CT images are widely used in the image-guided radiotherapy planning (IGRT), as it provides Hounsfield units for all image voxels, which are necessary for dose calculation. In the IGRT for prostate cancer, the prostate and nearby organs (e.g., the bladder and the rectum) need to be segmented in order to optimize the dose plan for precisely targeting the radiation beams on the prostate and minimizing the radiation exposure to the surrounding tissues. The segmentation accuracy of the prostate could largely affect the efficacy of radiation treatment. However, due to the touching boundaries with the bladder and the rectum, the prostate boundary is often indistinct in CT images (Fig. 1), which imposes much difficulty upon the manual delineation. It usually takes an experienced clinician 10 – 12 minutes to manually delineate the prostate boundary in CT image of each patient. Despite of taking this long delineation time, manual segmentations still vary much among different raters [1,2]. Thus, an automatic and robust segmentation method is highly desired in this context.

Fig. 1.

A typical 3D planning CT image in the transversal view (left panel) and sagittal view (right panel). In each view, the left figure shows the original prostate slice, and the right figure shows the corresponding slice overlaid with the manually segmented prostate (red).

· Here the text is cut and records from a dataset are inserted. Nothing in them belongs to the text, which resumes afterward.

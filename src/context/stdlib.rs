use super::{expect_arity, ContextError, Handler};
use crate::roll::Number;
use crate::sandbox::Value;
use std::collections::HashMap;
use std::sync::Arc;

type Native = fn(&[Value]) -> Result<Value, ContextError>;

const FUNCTIONS: &[(&str, Native)] = &[
    ("str", to_str),
    ("int", int),
    ("float", float),
    ("abs", abs),
    ("min", min),
    ("max", max),
    ("floor", floor),
    ("ceil", ceil),
    ("round", round),
    ("len", len),
    ("typeof", type_of),
];

pub(super) fn register(handlers: &mut HashMap<String, Arc<dyn Handler>>) {
    for &(name, f) in FUNCTIONS {
        handlers.insert(name.to_string(), Arc::new(f));
    }
}

fn number(args: &[Value], index: usize) -> Result<Number, ContextError> {
    args[index]
        .as_number()
        .ok_or_else(|| ContextError::ArgumentType {
            index,
            expected: "number",
            found: args[index].type_name(),
        })
}

fn to_str(args: &[Value]) -> Result<Value, ContextError> {
    expect_arity(args, 1)?;
    Ok(Value::String(args[0].to_string()))
}

fn int(args: &[Value]) -> Result<Value, ContextError> {
    expect_arity(args, 1)?;
    match &args[0] {
        Value::Number(Number::Int(x)) => Ok(Value::from(*x)),
        Value::Number(Number::Float(x)) => Number::Float(x.trunc())
            .to_int()
            .map(Value::from)
            .ok_or_else(|| ContextError::Rejected(format!("cannot convert {} to int", x))),
        Value::Boolean(b) => Ok(Value::from(*b as i64)),
        Value::String(s) => s
            .trim()
            .parse::<i64>()
            .map(Value::from)
            .map_err(|_| ContextError::Rejected(format!("cannot convert {:?} to int", s))),
        other => Err(ContextError::ArgumentType {
            index: 0,
            expected: "number",
            found: other.type_name(),
        }),
    }
}

fn float(args: &[Value]) -> Result<Value, ContextError> {
    expect_arity(args, 1)?;
    match &args[0] {
        Value::Number(x) => Ok(Value::from(x.as_float())),
        Value::String(s) => s
            .trim()
            .parse::<f64>()
            .map(Value::from)
            .map_err(|_| ContextError::Rejected(format!("cannot convert {:?} to float", s))),
        other => Err(ContextError::ArgumentType {
            index: 0,
            expected: "number",
            found: other.type_name(),
        }),
    }
}

fn abs(args: &[Value]) -> Result<Value, ContextError> {
    expect_arity(args, 1)?;
    Ok(Value::Number(number(args, 0)?.abs()))
}

fn floor(args: &[Value]) -> Result<Value, ContextError> {
    expect_arity(args, 1)?;
    Ok(Value::Number(number(args, 0)?.floor()))
}

fn ceil(args: &[Value]) -> Result<Value, ContextError> {
    expect_arity(args, 1)?;
    Ok(Value::Number(number(args, 0)?.ceil()))
}

fn round(args: &[Value]) -> Result<Value, ContextError> {
    expect_arity(args, 1)?;
    Ok(Value::Number(number(args, 0)?.round()))
}

fn extremum(args: &[Value], pick_rhs: fn(&Number, &Number) -> bool) -> Result<Value, ContextError> {
    if args.is_empty() {
        return Err(ContextError::Arity {
            expected: 1,
            found: 0,
        });
    }
    let mut best = number(args, 0)?;
    for index in 1..args.len() {
        let x = number(args, index)?;
        if pick_rhs(&best, &x) {
            best = x;
        }
    }
    Ok(Value::Number(best))
}

fn min(args: &[Value]) -> Result<Value, ContextError> {
    extremum(args, |best, x| x < best)
}

fn max(args: &[Value]) -> Result<Value, ContextError> {
    extremum(args, |best, x| x > best)
}

fn len(args: &[Value]) -> Result<Value, ContextError> {
    expect_arity(args, 1)?;
    match &args[0] {
        Value::String(s) => Ok(Value::from(s.chars().count() as i64)),
        other => Err(ContextError::ArgumentType {
            index: 0,
            expected: "string",
            found: other.type_name(),
        }),
    }
}

fn type_of(args: &[Value]) -> Result<Value, ContextError> {
    expect_arity(args, 1)?;
    Ok(Value::from(args[0].type_name()))
}
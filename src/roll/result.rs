use crate::common::*;
use serde::Serialize;

/// One physical roll of a die, plus any values forced onto it afterwards
/// by `mi`/`ma`.
#[derive(Debug, Clone, Eq, PartialEq, Serialize)]
pub struct DieRoll {
    pub values: NonEmpty<Int>,
    pub kept: bool,
    pub exploded: bool,
}

impl DieRoll {
    pub fn new(value: Int) -> Self {
        Self {
            values: vec1![value],
            kept: true,
            exploded: false,
        }
    }

    pub fn value(&self) -> Int {
        *self.values.last()
    }
}

/// A single die and its history. Rerolls push a new [`DieRoll`] and mark
/// the previous one dropped.
#[derive(Debug, Clone, Eq, PartialEq, Serialize)]
pub struct Die {
    /// Position in roll order. Ties between equal values go to the lower
    /// index.
    pub index: usize,
    pub sides: Int,
    pub rolls: NonEmpty<DieRoll>,
    pub kept: bool,
}

impl Die {
    pub fn new(index: usize, sides: Int, value: Int) -> Self {
        Self {
            index,
            sides,
            rolls: vec1![DieRoll::new(value)],
            kept: true,
        }
    }

    pub fn value(&self) -> Int {
        self.rolls.last().value()
    }

    pub fn exploded(&self) -> bool {
        self.rolls.last().exploded
    }

    pub fn reroll(&mut self, value: Int) {
        self.rolls.last_mut().kept = false;
        self.rolls.push(DieRoll::new(value));
    }

    pub fn explode(&mut self) {
        self.rolls.last_mut().exploded = true;
    }

    pub fn force_value(&mut self, value: Int) {
        self.rolls.last_mut().values.push(value);
    }

    pub fn drop(&mut self) {
        self.kept = false;
    }

    pub fn is_critical(&self) -> bool {
        let value = self.value();
        value == 1 || value == self.sides
    }
}

/// Final value of one die, tagged kept or dropped.
#[derive(Debug, Copy, Clone, Eq, PartialEq, Serialize)]
pub struct Outcome {
    pub value: Int,
    pub kept: bool,
}

/// Every die of one dice term, in display order, plus the total of the
/// kept ones.
#[derive(Debug, Clone, Eq, PartialEq, Serialize)]
pub struct RollResult {
    pub count: Int,
    pub sides: Int,
    pub dice: Vec<Die>,
    pub total: Int,
}

impl RollResult {
    pub(crate) fn new(count: Int, sides: Int, dice: Vec<Die>) -> Self {
        let mut ret = Self {
            count,
            sides,
            dice,
            total: 0,
        };
        ret.retotal();
        ret
    }

    // Every value is at most `max_dice_sides`, faces and clamps alike
    pub(crate) fn retotal(&mut self) {
        self.total = self.kept().map(|o| o.value).sum();
    }

    pub fn outcomes(&self) -> impl Iterator<Item = Outcome> + '_ {
        self.dice.iter().map(|d| Outcome {
            value: d.value(),
            kept: d.kept,
        })
    }

    pub fn kept(&self) -> impl Iterator<Item = Outcome> + '_ {
        self.outcomes().filter(|o| o.kept)
    }

    pub fn dropped(&self) -> impl Iterator<Item = Outcome> + '_ {
        self.outcomes().filter(|o| !o.kept)
    }
}

/// One entry of an evaluation trace.
#[derive(Debug, Clone, Eq, PartialEq, Serialize)]
pub struct RollRecord {
    /// The dice notation as written.
    pub notation: String,
    pub span: Span,
    pub result: RollResult,
}

#[cfg(test)]
mod tests {
    use super::*;

    #[test]
    fn test_die_history() {
        let mut die = Die::new(0, 6, 1);
        die.reroll(4);
        die.force_value(5);
        assert_eq!(die.value(), 5);
        assert_eq!(die.rolls.len(), 2);
        assert!(!die.rolls[0].kept);
        assert_eq!(die.rolls[1].values.as_slice(), &[4, 5]);
    }

    #[test]
    fn test_total_counts_kept_only() {
        let mut dice = vec![Die::new(0, 6, 2), Die::new(1, 6, 6)];
        dice[0].drop();
        let mut result = RollResult::new(2, 6, dice);
        assert_eq!(result.total, 6);
        result.dice[0].kept = true;
        result.retotal();
        assert_eq!(result.total, 8);
        assert_eq!(result.dropped().count(), 0);
    }

    #[test]
    fn test_critical() {
        assert!(Die::new(0, 20, 20).is_critical());
        assert!(Die::new(0, 20, 1).is_critical());
        assert!(!Die::new(0, 20, 7).is_critical());
    }
}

Previous works [3,4] often reply on learning a patient-specific model for addressing the aforementioned challenge, as the prostate appearance and shape variations are small for the image data acquired from the same patient. However, these methods are not applicable for prostate segmentation from the planning CT images, as no segmented CT images of the same patient are available for appearance and shape learning in the radiotherapy planning stage. Consequently, only population information (i.e., CT images of other patients) could be used for guiding the prostate segmentation in the planning CT images. Among the population-based methods, most of them utilize the shape constraint for deriving a robust segmentation. For example, Costa et al. [5] proposed a coupled deformable model for segmenting the prostate by imposing a non-overlapping constraint from the bladder. Chen et al. [6] proposed a Bayesian framework that incorporates anatomical constraints from the surrounding bones for prostate segmentation. However, due to the lack of an effective appearance model for guiding the deformable segmentation, the accuracy of these methods is very limited. Recently, classification-based methods [2,7] have been proposed to segment the prostate from CT images, and achieved significant improvement over the traditional intensity-based methods [5,6,8]. The main idea is to train a classifier for distinguishing prostate voxels from background voxels based on local patch appearance. The learned classifier could be used to label the intensity image into a prostate likelihood map for guiding the deformable segmentation.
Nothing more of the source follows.